他の牝系出身馬にはジュリエット(父Sadler's Wells、'03 ギヴサンクスS・愛T12F)、Asolo(父Surumu、'98 ロワイヤルオーク賞3着・仏T3100m)がいます。
SS系種牡馬×Roberto系牝馬の組み合わせからは、エスポワールシチー(父ゴールドアリュール、母父ブライアンズタイム 、'10 フェブラリーS・東京D1600m)、オーロマイスター(父ゴールドアリュール、母父Lear Fan、'10 MCS南部杯・盛岡D1600m)が出ています。
母は静内の矢野牧場、本馬は静内の高橋ファームの生産馬です。京都サラブレッドクラブで1万円×500口=総額500万円で募集されています。
現状の馬体を見たところ、胴短で、マイルより短いところの方が向きそうですが、体に対して大きめの臀部が目を引きます。胸の深さに物足りなさはあるものの、価格を考えればそれなりかもしれません。
ムゲンの2019(マーシュメドウ系)
母ムゲンは1996年生まれのアジュディケーティング産駒で、現役時代は12戦0勝の成績を残しました。
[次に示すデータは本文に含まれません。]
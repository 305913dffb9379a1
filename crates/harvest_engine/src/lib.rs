//! Harvest engine: credential handling, the API gateway, durable stores and
//! the traversal/scheduling pipeline.
mod checkpoint;
mod config;
mod credential;
mod executor;
mod gateway;
mod merge;
mod persist;
mod planner;
mod scheduler;
mod types;

pub use checkpoint::{CheckpointError, CheckpointStore, CompletionOutcome, CompletionRecord};
pub use config::HarvestConfig;
pub use credential::{CookieRecord, Credential, CredentialError, CredentialStore};
pub use gateway::{ApiGateway, GatewaySettings, Pacer, ReqwestGateway, SearchFilter, Unpaced};
pub use merge::{
    discover_exports, merge_exports, read_case_rows, CaseRow, MergeError, MergeReport,
    MergeWarning, SourceCsv, CASE_NUMBER_COLUMN, PERSON_NAME_COLUMN,
};
pub use persist::{ensure_output_dir, write_atomic, ArtifactStore, PersistError};
pub use planner::{certificate_units, PlanError, Traversal};
pub use scheduler::{HarvestError, Harvester, RunReport};
pub use types::{ApiError, ApiErrorKind, SearchPage};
1歳上の半兄にウイングアロー(父アサティス、'00 フェブラリーS・東京D1600m、ジャパンカップダート・東京D2100m)がいるほか、母としてメイショウスミトモ(父ゴールドアリュール、'17 名古屋GP・名古屋D2500m)、ロングプライド(父サクラローレル、'07 ユニコーンS・東京D1600m)を送り出しています。
牝系は1960年代に輸入されたマーシュメドウを基礎とする比較的古いファミリーで、上で挙げた以外には、ユーセイトップラン(父ミルジョージ、'98 アルゼンチン共和国杯・東京T2500m)が出ています。
SS系種牡馬×Danzig系牝馬の組み合わせからは、メイショウスミトモのほか、プリンシアコメータ(父スパイキュール、母父アジュディケーティング、'19 エンプレス杯・川崎D2100m)、ロジャーバローズ(父ディープインパクト、母父Librettist、'19 東京優駿)が出ています。
母は静内のフジワラファームの生産馬で、本馬は同地区の坂本智広さんの生産馬です。ターファイトクラブで5万円×200口=総額1000万円で募集されています。
誤解を恐れずに言うなら、あまりダート馬らしくない体つきに映りました。脚長で、歩様は機敏さに欠ける印象ですが、大跳びの走法を想起させます。性格的にもおっとりとしたタイプで、追込み型のレースが合う可能性が高いです。